10 The historical argument may be reinforced by a psychological one. The poem is a mere rhetorical exercise. A series of questions are asked Sidney regarding, in order, Turkey, Poland, France, Holland, Ireland, Scotland; he answers at random because he is thinking of Stella. It seems likely that he would begin the poem with references to what would first occur to him, the political events most in his mind at the time. In Italy in 1573 there was great concern over a possible Turkish naval attack, and Sidney was anxious to visit Poland, as he later did. In England in 1581, neither of these countries had any importance for him. Elizabeth's French marriage was the question that was of first importance, to which the sonnet makes no allusion.
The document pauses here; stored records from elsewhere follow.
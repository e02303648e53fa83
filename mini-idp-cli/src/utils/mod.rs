use anyhow::{Context, Result};
use colored::Colorize;
use std::fs;
use std::path::Path;

/// Create directory and all parent directories
pub fn create_dir_all(path: &Path) -> Result<()> {
    fs::create_dir_all(path).with_context(|| format!("Failed to create directory: {}", path.display()))
}

/// Write file with content, creating parent directories
pub fn write_file(path: &Path, content: &str) -> Result<()> {
    if let Some(parent) = path.parent().filter(|p| !p.as_os_str().is_empty()) {
        create_dir_all(parent)?;
    }
    fs::write(path, content).with_context(|| format!("Failed to write file: {}", path.display()))
}

/// Success message with checkmark
pub fn success(message: &str) {
    eprintln!("{} {}", "✓".green().bold(), message);
}

/// Warning message
pub fn warning(message: &str) {
    eprintln!("{} {}", "⚠".yellow().bold(), message);
}

/// Error message
pub fn error(message: &str) {
    eprintln!("{} {}", "✗".red().bold(), message);
}

/// Section header
pub fn section(title: &str) {
    eprintln!("\n{}", title.bold().underline());
}
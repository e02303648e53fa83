//! Shared application state

use std::sync::Arc;

use crate::config::Config;
use crate::manifest::ManifestBuilder;

/// Immutable state shared by every handler
#[derive(Debug, Clone)]
pub struct AppState {
    config: Arc<Config>,
    builder: Arc<ManifestBuilder>,
}

impl AppState {
    /// Build state from config; the manifest builder takes `config.manifest`.
    pub fn new(config: Config) -> Self {
        let builder = ManifestBuilder::new(config.manifest.clone());
        Self {
            config: Arc::new(config),
            builder: Arc::new(builder),
        }
    }

    pub fn config(&self) -> &Config {
        &self.config
    }

    pub fn builder(&self) -> &ManifestBuilder {
        &self.builder
    }
}

impl Default for AppState {
    fn default() -> Self {
        Self::new(Config::default())
    }
}
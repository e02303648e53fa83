//! # mini-idp
//!
//! A small internal developer platform service. It takes a service name, an
//! environment type and a replica count from a web form and renders the
//! Kubernetes manifests for that environment: a Namespace, a Deployment, a
//! Service and an Ingress, as one multi-document YAML file.
//!
//! ## Example
//!
//! ```rust,no_run
//! use mini_idp::prelude::*;
//!
//! #[tokio::main]
//! async fn main() -> Result<()> {
//!     let config = Config::load()?;
//!     init_tracing(&config)?;
//!
//!     let app = router(AppState::new(config.clone()));
//!
//!     Server::new(config).serve(app).await
//! }
//! ```

pub mod config;
pub mod error;
pub mod handlers;
pub mod health;
pub mod ids;
pub mod manifest;
pub mod middleware;
pub mod observability;
pub mod server;
pub mod state;
pub mod templates;

pub mod prelude {
    pub use crate::config::Config;
    pub use crate::error::{Error, Result};
    pub use crate::handlers::router;
    pub use crate::manifest::{Manifest, ManifestBuilder, ManifestRequest, ManifestSettings};
    pub use crate::observability::init_tracing;
    pub use crate::server::Server;
    pub use crate::state::AppState;
}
11 This estimate is based on the bibliography of Hugues Vaganay, Le Sonnet en Italie et en France en XVIe Siècle.
11a Miss L. E. Pearson (Elizabethan Love Conventions, 1933, pp. 84–103) feels that Astrophel and Stella is a deliberate exposition of Sidney's philosophy of love: the necessity of the triumph of spiritual over physical love.
12 Mrs. Wilson feels that the action is very complicated and that “its advance and recoil, its recurrent and varied crises” were beyond Sidney's dramatic power (Sir Philip Sidney, p. 203). I feel that Mrs. Wilson confuses variety of mood with subtlety of plot. Sidney reacts in various ways to the same fundamental situation.
13 Stella is as usual married. But in sonnet 33 Sidney has one really original and dramatic idea which he makes the most of: he might have married her himself if only he had not hesitated. This fact makes his despair the greater.
14 Epigramme CCXVIII, which points out that a certain rich man is distinguished only for his wealth; and Chanson XIX, which curses the wealth that has caused his mistress to marry another.
15 The spelling of “Rich” with a capital in this line in the 1598 edition, a point which militates against my theory, may be due solely to the printer.
16 These were: Sonnet 37, the second “rich” sonnet; stanzas 18–25 of song 8, giving Stella's refusal to yield; stanzas 5, 6, and 7 of song 10 which detail the delights of Stella's love that he bids his thoughts to dwell on; song 11, which records an interview under Stella's window. These are said to be the most intimate of the series, and to have been withheld from circulating with the others because of a desire on Sidney's part to spare Stella from too intimate an avowal of passion in public. Why 24, the other “rich” sonnet, was allowed to circulate when 37 was withheld is unexplained; but it is said to have been placed before 33, which mentions Stella's marriage, in order to disguise its intimate nature. No other sonnet is supposed to be so displaced. Again I think that the critics are reading passion into the text. These poems are no more revealing than many others.
17 The argument for autobiography derived from the last line of sonnet 1, “Fool, said my muse to me, look in thy heart and write,” is based on the fallacy discussed earlier, that of taking the statements of lyric poetry literally. The more Sidney protests his sincerity, the more he compliments the lady. Moreover, the line may be interpreted as meaning that when he looks in his heart he sees Stella's image there, in which case it is merely a variant of one of the tritest of Renaissance conceits.